Blurb from the 2003 Baen paperback edition

Originally published as ‘Colonial Survey’ by Gnome Press in 1956, and reissued in 1957 by Avon Press as ‘The Planet Explorer’, Leinster’s rather romantic view of humanity’s colonisation of other worlds is tempered by solid scientific theory. Some of the stories here (which have been re-written and combined into a novel format) are merely puzzle problems whereby colonies in mortal danger with no hope of rescue are saved by genial Colonial Surveyor Bordman who employs logic and scientific theory to turn each crisis into a mere drama.
‘Solar Constant’ is set on a planet where Humanity is doomed because of the arrival of a premature ice-age, Bordman uses rockets to scatter sodium above the atmosphere so that more sunlight is captured and reflected back onto the planet.
He works a similar trick in ‘Sand Doom’, set on a hot desert planet populated only by Black people and Amerindians because of their genetic tolerance for sunlight.
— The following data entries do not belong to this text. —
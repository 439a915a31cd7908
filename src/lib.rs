//! # Resumo
//!
//! Summarise typed text, PDF and Word documents, and web pages with Gemini.
//!
//! ## Features
//!
//! - **Four sources**: typed text, PDF, Word (.docx), or a URL's paragraphs
//! - **Pluggable model**: any [`agent::Summarizer`] can stand in for Gemini
//! - **Word statistics**: top-20 frequency listing and an SVG word cloud

pub mod agent;
pub mod analytics;
pub mod config;
pub mod extract;
pub mod scraper;
pub mod session;
pub mod source;
pub mod summary;
pub mod ui;
pub mod wordcloud;

pub use agent::{GeminiSummarizer, Summarizer};
pub use config::Config;
pub use session::{handle, Notice, Options, Outcome};
pub use source::{InputMode, Submission};
pub use summary::Summary;
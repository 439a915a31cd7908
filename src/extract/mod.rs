//! Text extraction from uploaded documents.
//!
//! Both extractors work on bytes already read into memory.

pub mod docx;
pub mod pdf;

pub use docx::extract_docx;
pub use pdf::extract_pdf;

use thiserror::Error;

#[derive(Error, Debug)]
pub enum ExtractError {
    #[error("not a PDF document")]
    NotPdf,
    #[error("failed to extract PDF text: {0}")]
    Pdf(String),
    #[error("failed to open Word document: {0}")]
    Archive(#[from] zip::result::ZipError),
    #[error("Word document has no {0} part")]
    MissingPart(&'static str),
    #[error("malformed Word document XML: {0}")]
    Xml(String),
}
Similarly, in ‘The Swamp was Upside Down’ Bordman saves a colony founded on an escarpment which juts out of a world-spanning ocean, and which – due to Man’s stupidity – is sliding back into the sea.
In the longer and slightly less satisfying piece, ‘Combat Team’, Bordman is confronted by an illegal colony on a jungle planet; a man and a family of genetically engineered Kodiak bears. The official colony has been almost wiped out by an indigenous hostile species. Our ever genial and resourceful surveyor uses the bears to help rescue the survivors of an official colony; finds a way of eliminating the hostile species and is also able to authorise the man/bear colony as a viable experiment, thus legitimising their presence on the planet, since the bears function much better than robots in this environment.
Had Leinster been less casual about the genocide of an entire species (see also EE ‘Doc’ Smith) then this tale would be more palatable today. Some views of Humanity and its place in the universe date very badly.
It will be interesting to see what aspects of early 21st Century genre work date as badly.